For those left in the aftermath of the recent trades of Stone to Vegas and Duchene and Dzingel to Columbus, there will be lots of losing and plenty of hoping against hope someday things will turn around.

File-This Feb. 1, 2019, file photo shows Pittsburgh Penguins' Jake Guentzel (59) celebrating after scoring on Ottawa Senators goaltender Anders Nilsson, during the third period of an NHL hockey game,  in Pittsburgh. (AP Photo/Keith Srakocic, File)
File-This Feb. 1, 2019, file photo shows Pittsburgh Penguins’ Jake Guentzel (59) celebrating after scoring on Ottawa Senators goaltender Anders Nilsson, during the third period of an NHL hockey game, in Pittsburgh. (AP Photo/Keith Srakocic, File)
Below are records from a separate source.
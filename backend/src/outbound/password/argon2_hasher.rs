//! Argon2id `PasswordHasher`.
//!
//! The hashed material is `username || 0x00 || password`, so a stored hash
//! only verifies for the account it was created for. Output is a PHC string
//! with a random per-call salt.

use argon2::Argon2;
use argon2::password_hash::rand_core::OsRng;
use argon2::password_hash::{
    self, PasswordHash as PhcHash, PasswordHasher as _, PasswordVerifier as _, SaltString,
};
use zeroize::Zeroizing;

use crate::domain::ports::{PasswordHashError, PasswordHasher};
use crate::domain::{PasswordHash, Username};

/// Argon2id with the crate's default (OWASP recommended) cost parameters.
#[derive(Debug, Clone, Default)]
pub struct Argon2PasswordHasher {
    argon2: Argon2<'static>,
}

impl Argon2PasswordHasher {
    /// Hasher with default Argon2id parameters.
    #[must_use]
    pub fn new() -> Self {
        Self::default()
    }
}

fn material(username: &Username, password: &str) -> Zeroizing<Vec<u8>> {
    let mut bytes = Vec::with_capacity(username.as_str().len() + 1 + password.len());
    bytes.extend_from_slice(username.as_str().as_bytes());
    bytes.push(0);
    bytes.extend_from_slice(password.as_bytes());
    Zeroizing::new(bytes)
}

impl PasswordHasher for Argon2PasswordHasher {
    fn hash(&self, username: &Username, password: &str) -> Result<PasswordHash, PasswordHashError> {
        let salt = SaltString::generate(&mut OsRng);
        let encoded = self
            .argon2
            .hash_password(&material(username, password), &salt)
            .map_err(|err| PasswordHashError::hash(err.to_string()))?
            .to_string();
        PasswordHash::new(encoded).map_err(|err| PasswordHashError::hash(err.to_string()))
    }

    fn verify(
        &self,
        username: &Username,
        password: &str,
        hash: &PasswordHash,
    ) -> Result<bool, PasswordHashError> {
        let parsed =
            PhcHash::new(hash.as_str()).map_err(|err| PasswordHashError::malformed(err.to_string()))?;
        match self
            .argon2
            .verify_password(&material(username, password), &parsed)
        {
            Ok(()) => Ok(true),
            Err(password_hash::Error::Password) => Ok(false),
            Err(err) => Err(PasswordHashError::malformed(err.to_string())),
        }
    }
}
“I knew there were going to be some aches and pains at some points and growing pains here,” said Chris Tierney, who was part of the return for Karlsson in September and is now Ottawa’s top-scoring forward with 40 points. “In years to come — I’m not sure, obviously, how long I’m going to be here — but it’s going to be fun watching this team grow and develop and being a part of it right now.”

Right now isn’t a whole lot of fun for the Senators, who scored just one goal in three games since Stone, Duchene, Dzingel and some other players were held out to keep them from being injured before Monday’s deadline. Aside from defenseman Thomas Chabot, whose play has been a bright spot in an otherwise lost season, even coach Guy Boucher is concerned about where the goals are going to come from in the final 20 games.

There isn’t any real incentive to lose in hopes of landing potential top draft pick Jack Hughes. The Senators traded away a first-round pick to get Duchene in a three-team deal in November 2017, decided to keep the No. 4 pick last summer and now the Colorado Avalanche could reap the benefits of those decisions.

“Just going to see where it all falls in at the end of the year,” Avalanche general manager Joe Sakic said.

At the end of the year, Colorado could have two picks before the Senators get to take a player with the selection they recouped last week from Columbus for Duchene. And even if the all-in Blue Jackets somehow miss the playoffs and win the lottery for one of the top three picks, the Senators would have to wait until the 2020 draft.

There’s going to be lots of waiting for an organization that made 19-year-old defensive prospect Erik Brannstrom the key piece of trading Stone and is counting on Chabot and 2018 first-rounder Brady Tkachuk to continue developing into stars. In the meantime, veterans understand it’s their job to help set up the next generation of Ottawa players.

“You’ve got to kind of block out that little voice in your head that might be telling you to kind of back off or take it easy,” defenseman Mark Borowiecki said. “You’ve got to sort of fight that human nature. Yeah, we want to help these guys grow and develop, these young guys, and that’s our goal, but we still want to win games. Young guys are going to learn how to be winners in this league by winning. And I get that there’s a process to that, and we all know that. You’re not going to go through a rebuild and win right off the hop.”

Or probably any time soon. Senators GM Pierre Dorion has amassed up to 17 picks in the first three rounds of the next three drafts.

Coach Guy Boucher also has no certainty in his job beyond this season yet is tasked with trying to build a foundation for the future. Only five players are left from his team that went to Game 7 of the Eastern Conference final against Pittsburgh in 2017, and he’s no stranger to turnover and the challenge of trying to make the most out of far less talent than the Senators had even a week ago.

“I’m up for it,” Boucher said. “I’ve had quite a few days where the names changed day in, day out, and now that I know what the names are, then I’ll try to create some consistency over the next weeks.”

Consistency won’t be measured over the next few weeks but over the coming months and years for the Senators , whose planned downtown arena is falling through and whose fan base is going from angry to apathetic. Inside the locker room, players say they’ll play for each other and try to squeeze as much out of the rest of the season as they can.

“We’ve just got to stick together and try to stay positive,” Chabot said. “Obviously it’s not going to be easy. There’s a lot of good teams. But we’re just trying to get better as a group and build around that.”